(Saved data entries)
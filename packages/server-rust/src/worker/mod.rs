//! Role-addressed workers.
//!
//! A role has at most one worker per node. Callers never hold workers
//! directly: they address a role through the
//! [`ClusterWorkerContext`], which selects a member and hands back a
//! [`WorkerRef`]. That reference is either the node's own local worker or a
//! remote reference that ships the record to a peer.

pub mod aggregation;
pub mod context;
pub mod local;
pub mod remote;
pub mod role;

use std::sync::Arc;

use apm_core::{Address, Record};
use async_trait::async_trait;
use tokio::sync::Notify;

use crate::config::CollectorConfig;
use crate::error::WorkerError;
use crate::persistence::Flush;

// Re-exports: flat public API
pub use aggregation::{AggregationWorker, AggregationWorkerFactory};
pub use context::{ClusterWorkerContext, MembershipEvent};
pub use local::LocalWorkerRef;
pub use remote::{LoopbackTransport, RemoteTransport, RemoteWorkerRef};
pub use role::{Role, Selector};

// ---------------------------------------------------------------------------
// Worker traits
// ---------------------------------------------------------------------------

/// Processes records delivered to the local member of a role.
#[async_trait]
pub trait Worker: Send + Sync + 'static {
    async fn on_work(&self, record: Record) -> anyhow::Result<()>;
}

/// Parts of a role's local member on this node.
pub struct LocalInstance {
    pub worker: Arc<dyn Worker>,
    /// Flushes the worker's aggregation window, if it has one.
    pub persistence: Option<Arc<dyn Flush>>,
    /// Raised by the worker to request an early flush.
    pub backlog: Arc<Notify>,
}

/// Builds the local member of a role when this node joins the cluster.
pub trait WorkerFactory: Send + Sync + 'static {
    fn create(&self, role: &Role, config: &CollectorConfig) -> LocalInstance;
}

// ---------------------------------------------------------------------------
// WorkerRef
// ---------------------------------------------------------------------------

/// One member of a role: the local worker or a reference to a peer's.
#[derive(Clone)]
pub enum WorkerRef {
    Local(LocalWorkerRef),
    Remote(RemoteWorkerRef),
}

impl std::fmt::Debug for WorkerRef {
    fn fmt(&self, f: &mut std::fmt::Formatter<'_>) -> std::fmt::Result {
        match self {
            Self::Local(local) => write!(f, "Local({})", local.address()),
            Self::Remote(remote) => write!(f, "Remote({})", remote.address()),
        }
    }
}

impl WorkerRef {
    #[must_use]
    pub fn address(&self) -> &Address {
        match self {
            Self::Local(local) => local.address(),
            Self::Remote(remote) => remote.address(),
        }
    }

    #[must_use]
    pub fn is_local(&self) -> bool {
        matches!(self, Self::Local(_))
    }

    /// Fire-and-forget delivery.
    ///
    /// # Errors
    ///
    /// Local: [`WorkerError::WorkerStopped`]. Remote:
    /// [`WorkerError::RemoteDispatch`].
    pub async fn tell(&self, record: Record) -> Result<(), WorkerError> {
        match self {
            Self::Local(local) => local.tell(record).await,
            Self::Remote(remote) => remote.tell(record).await,
        }
    }

    /// Delivery that completes once the target worker has processed the
    /// record, bounded by the configured timeout.
    ///
    /// # Errors
    ///
    /// Local: [`WorkerError::WorkerInvoke`], [`WorkerError::AskTimeout`] or
    /// [`WorkerError::WorkerStopped`]. Remote: [`WorkerError::RemoteDispatch`].
    pub async fn ask(&self, record: Record) -> Result<(), WorkerError> {
        match self {
            Self::Local(local) => local.ask(record).await,
            Self::Remote(remote) => remote.ask(record).await,
        }
    }
}
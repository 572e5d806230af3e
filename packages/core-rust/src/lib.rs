//! APM collector core: typed records, merge operations, schemas, and the
//! positional wire format shared by every node of a collector cluster.

pub mod hash;
pub mod messages;
pub mod record;
pub mod schema;
pub mod time_bucket;
pub mod types;

pub use messages::{DispatchMode, RemoteData, RemoteMessage, WireError};
pub use record::{MergeError, Record, RecordError, Value};
pub use schema::{
    Column, ColumnKind, Formula, MergeOperation, Schema, SchemaBuilder, SchemaError,
    SchemaRegistry, ID_COLUMN,
};
pub use time_bucket::{record_id, TimeBucket};
pub use types::{Address, AddressParseError};
//! Cluster node addressing.

use std::fmt;
use std::str::FromStr;

use serde::{Deserialize, Serialize};

/// Network address of a cluster node (`host:port`).
///
/// Addresses order by host, then port. Member lists are kept sorted by this
/// ordering so that every node computes the same hash-to-member mapping.
#[derive(Debug, Clone, PartialEq, Eq, Hash, PartialOrd, Ord, Serialize, Deserialize)]
pub struct Address {
    pub host: String,
    pub port: u16,
}

impl Address {
    #[must_use]
    pub fn new(host: impl Into<String>, port: u16) -> Self {
        Self {
            host: host.into(),
            port,
        }
    }
}

impl fmt::Display for Address {
    fn fmt(&self, f: &mut fmt::Formatter<'_>) -> fmt::Result {
        write!(f, "{}:{}", self.host, self.port)
    }
}

/// Error returned when parsing a malformed `host:port` string.
#[derive(Debug, Clone, PartialEq, Eq, thiserror::Error)]
#[error("invalid address {input:?}: expected host:port")]
pub struct AddressParseError {
    pub input: String,
}

impl FromStr for Address {
    type Err = AddressParseError;

    fn from_str(s: &str) -> Result<Self, Self::Err> {
        let err = || AddressParseError {
            input: s.to_string(),
        };
        let (host, port) = s.rsplit_once(':').ok_or_else(err)?;
        if host.is_empty() {
            return Err(err());
        }
        let port = port.parse::<u16>().map_err(|_| err())?;
        Ok(Self::new(host, port))
    }
}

**The problem**
Look back at the entries above and repeat, unchanged, every line from the line holding "an early flush." through the line holding "pub fn address(&self)".

**Answer space**
    /// Raised by the worker to request an early flush.
    pub backlog: Arc<Notify>,
}

/// Builds the local member of a role when this node joins the cluster.
pub trait WorkerFactory: Send + Sync + 'static {
    fn create(&self, role: &Role, config: &CollectorConfig) -> LocalInstance;
}

// ---------------------------------------------------------------------------
// WorkerRef
// ---------------------------------------------------------------------------

/// One member of a role: the local worker or a reference to a peer's.
#[derive(Clone)]
pub enum WorkerRef {
    Local(LocalWorkerRef),
    Remote(RemoteWorkerRef),
}

impl std::fmt::Debug for WorkerRef {
    fn fmt(&self, f: &mut std::fmt::Formatter<'_>) -> std::fmt::Result {
        match self {
            Self::Local(local) => write!(f, "Local({})", local.address()),
            Self::Remote(remote) => write!(f, "Remote({})", remote.address()),
        }
    }
}

impl WorkerRef {
    #[must_use]
    pub fn address(&self) -> &Address {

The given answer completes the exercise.